▸ Exercise
Beginning at the top of the listing, repeat each line exactly until the line with "next to the" has been repeated too.

▸ Record extracts
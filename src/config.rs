//! Configuration: runtime settings plus a layered config file.
//!
//! Precedence, lowest to highest: built-in defaults, config file
//! (`scansift.json` or `scansift.toml` next to the data directory),
//! environment variables, command-line flags.

use std::path::{Path, PathBuf};

use serde::{Deserialize, Serialize};

/// Default database filename.
pub const DEFAULT_DATABASE_FILENAME: &str = "scansift.db";

/// Default blob subdirectory name.
const BLOBS_SUBDIR: &str = "blobs";

/// OCR engine and preprocessing options.
#[derive(Debug, Clone, Serialize, Deserialize)]
#[serde(default)]
pub struct OcrConfig {
    /// tesseract | ocrs (alias: easyocr) | paddle | textract | ensemble
    pub engine: String,
    /// ISO language codes.
    pub languages: Vec<String>,
    pub preprocess: bool,
    pub deskew: bool,
    /// Scale factors to try; boxes are mapped back to 1x coordinates.
    pub scales: Vec<f32>,
    /// Words below this confidence are dropped by the ensemble merge.
    pub drop_confidence: f32,
}

impl Default for OcrConfig {
    fn default() -> Self {
        Self {
            engine: "tesseract".to_string(),
            languages: vec!["en".to_string()],
            preprocess: true,
            deskew: true,
            scales: vec![1.0],
            drop_confidence: 0.3,
        }
    }
}

/// Crawler politeness and concurrency.
#[derive(Debug, Clone, Serialize, Deserialize)]
#[serde(default)]
pub struct CrawlerConfig {
    pub rate_limit_per_host_ms: u64,
    pub max_concurrent_downloads: usize,
}

impl Default for CrawlerConfig {
    fn default() -> Self {
        Self {
            rate_limit_per_host_ms: 250,
            max_concurrent_downloads: 4,
        }
    }
}

/// Pending-pages worker loop options.
#[derive(Debug, Clone, Serialize, Deserialize)]
#[serde(default)]
pub struct WorkerConfig {
    pub batch_size: u32,
    pub poll_seconds: u64,
    pub claim_ttl_seconds: u64,
}

impl Default for WorkerConfig {
    fn default() -> Self {
        Self {
            batch_size: 1,
            poll_seconds: 10,
            claim_ttl_seconds: 900,
        }
    }
}

/// Periodic site ingest loop options.
#[derive(Debug, Clone, Serialize, Deserialize)]
#[serde(default)]
pub struct SiteIngestConfig {
    pub skip_existing: bool,
    pub run_interval_seconds: u64,
}

impl Default for SiteIngestConfig {
    fn default() -> Self {
        Self {
            skip_existing: true,
            run_interval_seconds: 600,
        }
    }
}

/// Search engine options.
#[derive(Debug, Clone, Serialize, Deserialize)]
#[serde(default)]
pub struct SearchConfig {
    pub fuzzy_threshold: f32,
    pub default_limit: u32,
}

impl Default for SearchConfig {
    fn default() -> Self {
        Self {
            fuzzy_threshold: 0.6,
            default_limit: 50,
        }
    }
}

/// Config file structure.
#[derive(Debug, Clone, Default, Serialize, Deserialize)]
#[serde(default)]
pub struct Config {
    /// Data directory path (database + blobs).
    pub data_dir: Option<String>,
    /// Rasterization DPI for PDF pages.
    pub pdf_dpi: Option<u32>,
    /// Generic source base URL for `ingest`.
    pub source_endpoint: Option<String>,
    /// Site-specific crawl root.
    pub site_root: Option<String>,
    pub ocr: OcrConfig,
    pub crawler: CrawlerConfig,
    pub worker: WorkerConfig,
    pub site_ingest: SiteIngestConfig,
    pub search: SearchConfig,
}

impl Config {
    /// Load configuration from a specific file path (JSON or TOML by
    /// extension).
    pub fn load_from_path(path: &Path) -> Result<Self, String> {
        let contents = std::fs::read_to_string(path)
            .map_err(|e| format!("Failed to read config file: {e}"))?;
        let ext = path.extension().and_then(|e| e.to_str()).unwrap_or("json");
        match ext {
            "toml" => {
                toml::from_str(&contents).map_err(|e| format!("Failed to parse TOML config: {e}"))
            }
            _ => serde_json::from_str(&contents)
                .map_err(|e| format!("Failed to parse JSON config: {e}")),
        }
    }

    /// Look for `scansift.{json,toml}` or `config.{json,toml}` inside
    /// `dir` and load the first that exists.
    pub fn discover(dir: &Path) -> Option<Self> {
        for basename in ["scansift", "config"] {
            for ext in ["json", "toml"] {
                let path = dir.join(format!("{basename}.{ext}"));
                if path.exists() {
                    match Self::load_from_path(&path) {
                        Ok(config) => return Some(config),
                        Err(e) => {
                            tracing::warn!("Ignoring config at {}: {}", path.display(), e);
                        }
                    }
                }
            }
        }
        None
    }

    /// Apply environment variable overrides (highest file-level layer).
    pub fn apply_env(&mut self) {
        if let Some(v) = env_string("SCANSIFT_DATA_DIR") {
            self.data_dir = Some(v);
        }
        if let Some(v) = env_string("SCANSIFT_SOURCE_ENDPOINT") {
            self.source_endpoint = Some(v);
        }
        if let Some(v) = env_string("SCANSIFT_SITE_ROOT") {
            self.site_root = Some(v);
        }
        if let Some(v) = env_string("SCANSIFT_OCR_ENGINE") {
            self.ocr.engine = v;
        }
        if let Some(v) = env_string("SCANSIFT_OCR_LANGUAGES") {
            self.ocr.languages = v.split(',').map(|s| s.trim().to_string()).collect();
        }
    }
}

fn env_string(name: &str) -> Option<String> {
    std::env::var(name).ok().filter(|s| !s.is_empty())
}

/// Resolved runtime settings.
#[derive(Debug, Clone)]
pub struct Settings {
    /// Base data directory.
    pub data_dir: PathBuf,
    pub database_filename: String,
    /// Root of the filesystem blob store.
    pub blobs_dir: PathBuf,
    pub pdf_dpi: u32,
    pub source_endpoint: Option<String>,
    pub site_root: String,
    pub ocr: OcrConfig,
    pub crawler: CrawlerConfig,
    pub worker: WorkerConfig,
    pub site_ingest: SiteIngestConfig,
    pub search: SearchConfig,
    /// Per-request HTTP deadline.
    pub http_timeout_seconds: u64,
    /// Per-page OCR deadline.
    pub ocr_timeout_seconds: u64,
}

impl Default for Settings {
    fn default() -> Self {
        let data_dir = dirs::data_dir()
            .or_else(dirs::home_dir)
            .unwrap_or_else(|| PathBuf::from("."))
            .join("scansift");
        Self {
            blobs_dir: data_dir.join(BLOBS_SUBDIR),
            data_dir,
            database_filename: DEFAULT_DATABASE_FILENAME.to_string(),
            pdf_dpi: 200,
            source_endpoint: None,
            site_root: "https://www.justice.gov/epstein".to_string(),
            ocr: OcrConfig::default(),
            crawler: CrawlerConfig::default(),
            worker: WorkerConfig::default(),
            site_ingest: SiteIngestConfig::default(),
            search: SearchConfig::default(),
            http_timeout_seconds: 30,
            ocr_timeout_seconds: 300,
        }
    }
}

impl Settings {
    /// Full path to the SQLite database.
    pub fn database_path(&self) -> PathBuf {
        self.data_dir.join(&self.database_filename)
    }

    /// Ensure the data directories exist.
    pub fn ensure_directories(&self) -> std::io::Result<()> {
        std::fs::create_dir_all(&self.data_dir)?;
        std::fs::create_dir_all(&self.blobs_dir)?;
        Ok(())
    }

    fn apply_config(&mut self, config: &Config, base_dir: &Path) {
        if let Some(ref dir) = config.data_dir {
            let path = Path::new(dir);
            self.data_dir = if path.is_absolute() {
                path.to_path_buf()
            } else {
                base_dir.join(path)
            };
            self.blobs_dir = self.data_dir.join(BLOBS_SUBDIR);
        }
        if let Some(dpi) = config.pdf_dpi {
            self.pdf_dpi = dpi;
        }
        if let Some(ref endpoint) = config.source_endpoint {
            self.source_endpoint = Some(endpoint.clone());
        }
        if let Some(ref root) = config.site_root {
            self.site_root = root.clone();
        }
        self.ocr = config.ocr.clone();
        self.crawler = config.crawler.clone();
        self.worker = config.worker.clone();
        self.site_ingest = config.site_ingest.clone();
        self.search = config.search.clone();
    }
}

/// Load settings: defaults, then discovered config file, then env, then
/// the `--data` override.
pub fn load_settings(data_override: Option<&Path>) -> Settings {
    let mut settings = Settings::default();

    let search_dir = data_override
        .map(|p| p.to_path_buf())
        .unwrap_or_else(|| settings.data_dir.clone());

    let mut config = Config::discover(&search_dir)
        .or_else(|| Config::discover(Path::new(".")))
        .unwrap_or_default();
    config.apply_env();

    settings.apply_config(&config, &search_dir);

    if let Some(dir) = data_override {
        settings.data_dir = dir.to_path_buf();
        settings.blobs_dir = settings.data_dir.join(BLOBS_SUBDIR);
    }

    settings
}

▸ Output for this task
filename src/config.rs
//! Configuration: runtime settings plus a layered config file.
//!
//! Precedence, lowest to highest: built-in defaults, config file
//! (`scansift.json` or `scansift.toml` next to the data directory),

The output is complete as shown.